- _Exercise requirements_:
Go through the data and copy each line that holds "removal".

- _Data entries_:
────────────────────────────────────────

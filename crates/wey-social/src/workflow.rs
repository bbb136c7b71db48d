//! Friendship workflow engine
//!
//! State machine `NoRelationship → Sent → {Accepted, Rejected}`. Accepting also
//! moves the pair into the symmetric friends relation; removing a friend
//! dissolves the edge and purges the pair's request history.

use crate::{current_timestamp, Result, SocialError};
use std::sync::Arc;
use tracing::{debug, info};
use wey_domain::{
    Decision, EventSink, FriendshipRequest, Identity, IdentityId, IdentityPair, RelationshipStore,
    RequestCreation, RequestDirection, RequestStatus, SocialEvent,
};

/// Outcome of a friendship request
///
/// A duplicate is a typed no-op rather than an error, so callers can tell
/// "already pending" apart from "invalid".
#[derive(Debug, Clone, PartialEq)]
pub enum SendOutcome {
    /// A new request was created and a notification emitted
    Created(FriendshipRequest),

    /// An unresolved request already existed between the pair, in either direction
    Duplicate(FriendshipRequest),
}

impl SendOutcome {
    /// The request representing the pair after the call
    pub fn request(&self) -> &FriendshipRequest {
        match self {
            SendOutcome::Created(r) | SendOutcome::Duplicate(r) => r,
        }
    }

    /// Whether a new record was written
    pub fn is_created(&self) -> bool {
        matches!(self, SendOutcome::Created(_))
    }
}

/// Friends listing for a subject, as rendered by a profile screen
#[derive(Debug, Clone, PartialEq)]
pub struct FriendsView {
    /// The subject
    pub identity: Identity,

    /// The subject's friends
    pub friends: Vec<Identity>,

    /// Pending requests addressed to the subject (empty unless viewer == subject)
    pub incoming: Vec<FriendshipRequest>,

    /// Pending requests sent by the subject (empty unless viewer == subject)
    pub outgoing: Vec<FriendshipRequest>,
}

/// Friendship workflow engine
///
/// # Examples
///
/// ```
/// use std::sync::Arc;
/// use wey_domain::{Decision, Identity, RelationshipStore};
/// use wey_social::{FriendshipWorkflow, TracingSink};
/// use wey_store::SqliteStore;
///
/// # fn main() -> Result<(), Box<dyn std::error::Error>> {
/// let store = Arc::new(SqliteStore::in_memory()?);
/// let (alice, bob) = (Identity::new("Alice"), Identity::new("Bob"));
/// store.insert_identity(&alice)?;
/// store.insert_identity(&bob)?;
///
/// let workflow = FriendshipWorkflow::new(Arc::clone(&store), TracingSink);
/// workflow.send_request(alice.id, bob.id)?;
/// workflow.respond_to_request(bob.id, alice.id, Decision::Accept)?;
///
/// assert_eq!(workflow.friends_of(alice.id)?.len(), 1);
/// # Ok(())
/// # }
/// ```
pub struct FriendshipWorkflow<S, E> {
    store: Arc<S>,
    events: E,
}

impl<S, E> FriendshipWorkflow<S, E>
where
    S: RelationshipStore,
    S::Error: std::error::Error + Send + Sync + 'static,
    E: EventSink,
{
    /// Create a workflow over a shared store and an event sink
    pub fn new(store: Arc<S>, events: E) -> Self {
        Self { store, events }
    }

    /// The underlying store
    pub fn store(&self) -> &Arc<S> {
        &self.store
    }

    /// Propose a friendship from `requester` to `target`
    ///
    /// Fails with `InvalidOperand` for a self-request and `NotFound` for an
    /// unknown identity. If a `Sent` request already exists between the pair in
    /// either direction, returns [`SendOutcome::Duplicate`] without writing.
    pub fn send_request(&self, requester: IdentityId, target: IdentityId) -> Result<SendOutcome> {
        let pair = IdentityPair::new(requester, target).ok_or_else(|| {
            SocialError::InvalidOperand("cannot send a friendship request to oneself".to_string())
        })?;
        self.require_identity(requester)?;
        self.require_identity(target)?;

        if let Some(existing) = self
            .store
            .find_unresolved_request(pair)
            .map_err(SocialError::store)?
        {
            debug!("Request {} already pending between the pair", existing.id);
            return Ok(SendOutcome::Duplicate(existing));
        }

        let creation = self
            .store
            .create_request(requester, target, current_timestamp())
            .map_err(SocialError::store)?;

        match creation {
            RequestCreation::Created(request) => {
                info!(
                    "Friendship request {} sent from {} to {}",
                    request.id, requester, target
                );
                self.events.emit(SocialEvent::FriendRequestSent {
                    request: request.clone(),
                });
                Ok(SendOutcome::Created(request))
            }
            RequestCreation::Existing(request) => Ok(SendOutcome::Duplicate(request)),
        }
    }

    /// Answer the pending request sent by `requester` to `responder`
    ///
    /// Accepting befriends the pair and recomputes both counts in one atomic
    /// store call, then emits a notification. Rejecting keeps the record with
    /// status `Rejected`. Returns the resolved request.
    ///
    /// Fails with `NotFound` when no request from `requester` is pending, and
    /// also when a concurrent response or removal resolved it first.
    pub fn respond_to_request(
        &self,
        responder: IdentityId,
        requester: IdentityId,
        decision: Decision,
    ) -> Result<FriendshipRequest> {
        let pair = IdentityPair::new(responder, requester).ok_or_else(|| {
            SocialError::InvalidOperand("cannot respond to a request from oneself".to_string())
        })?;

        let mut request = self
            .store
            .find_sent_request(requester, responder)
            .map_err(SocialError::store)?
            .ok_or_else(|| {
                SocialError::NotFound(format!(
                    "no pending friendship request from {} to {}",
                    requester, responder
                ))
            })?;

        // A concurrent response or removal may resolve the request first
        let request_id = request.id;
        let no_longer_pending = move || {
            SocialError::NotFound(format!(
                "friendship request {} is no longer pending",
                request_id
            ))
        };

        match decision {
            Decision::Accept => {
                if !self
                    .store
                    .accept_request(request.id, pair)
                    .map_err(SocialError::store)?
                {
                    return Err(no_longer_pending());
                }
                request.status = RequestStatus::Accepted;

                info!("{} accepted friendship request from {}", responder, requester);
                self.events.emit(SocialEvent::FriendRequestAccepted {
                    request: request.clone(),
                });
            }
            Decision::Reject => {
                if !self
                    .store
                    .resolve_request(request.id, RequestStatus::Rejected)
                    .map_err(SocialError::store)?
                {
                    return Err(no_longer_pending());
                }
                request.status = RequestStatus::Rejected;

                info!("{} rejected friendship request from {}", responder, requester);
            }
        }

        Ok(request)
    }

    /// Dissolve the friendship between `initiator` and `other`
    ///
    /// Removes the edge, recomputes both counts and deletes every request
    /// record between the pair, all in one atomic store call, so a new request
    /// can be sent straight away. Fails with `NotFriends` if there is no edge.
    pub fn remove_friend(&self, initiator: IdentityId, other: IdentityId) -> Result<()> {
        let pair = IdentityPair::new(initiator, other).ok_or_else(|| {
            SocialError::InvalidOperand("cannot remove oneself as a friend".to_string())
        })?;

        if !self
            .store
            .dissolve_friendship(pair)
            .map_err(SocialError::store)?
        {
            return Err(SocialError::NotFriends);
        }

        info!("{} removed {} as a friend", initiator, other);
        Ok(())
    }

    /// Friends of an identity
    pub fn friends_of(&self, id: IdentityId) -> Result<Vec<Identity>> {
        self.require_identity(id)?;
        self.store.friends_of(id).map_err(SocialError::store)
    }

    /// Unresolved requests addressed to `id`
    pub fn pending_incoming(&self, id: IdentityId) -> Result<Vec<FriendshipRequest>> {
        self.store
            .pending_requests(id, RequestDirection::Incoming)
            .map_err(SocialError::store)
    }

    /// Unresolved requests sent by `id`
    pub fn pending_outgoing(&self, id: IdentityId) -> Result<Vec<FriendshipRequest>> {
        self.store
            .pending_requests(id, RequestDirection::Outgoing)
            .map_err(SocialError::store)
    }

    /// Friends of `subject`, with pending requests when viewed by the subject
    pub fn friends_view(&self, viewer: IdentityId, subject: IdentityId) -> Result<FriendsView> {
        let identity = self.require_identity(subject)?;
        let friends = self.store.friends_of(subject).map_err(SocialError::store)?;

        let (incoming, outgoing) = if viewer == subject {
            (self.pending_incoming(subject)?, self.pending_outgoing(subject)?)
        } else {
            (Vec::new(), Vec::new())
        };

        Ok(FriendsView {
            identity,
            friends,
            incoming,
            outgoing,
        })
    }

    fn require_identity(&self, id: IdentityId) -> Result<Identity> {
        self.store
            .get_identity(id)
            .map_err(SocialError::store)?
            .ok_or_else(|| SocialError::NotFound(format!("identity {}", id)))
    }
}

────────────────────────────────────────

- _Answer for this exercise_:
    /// also when a concurrent response or removal resolved it first.
        // A concurrent response or removal may resolve the request first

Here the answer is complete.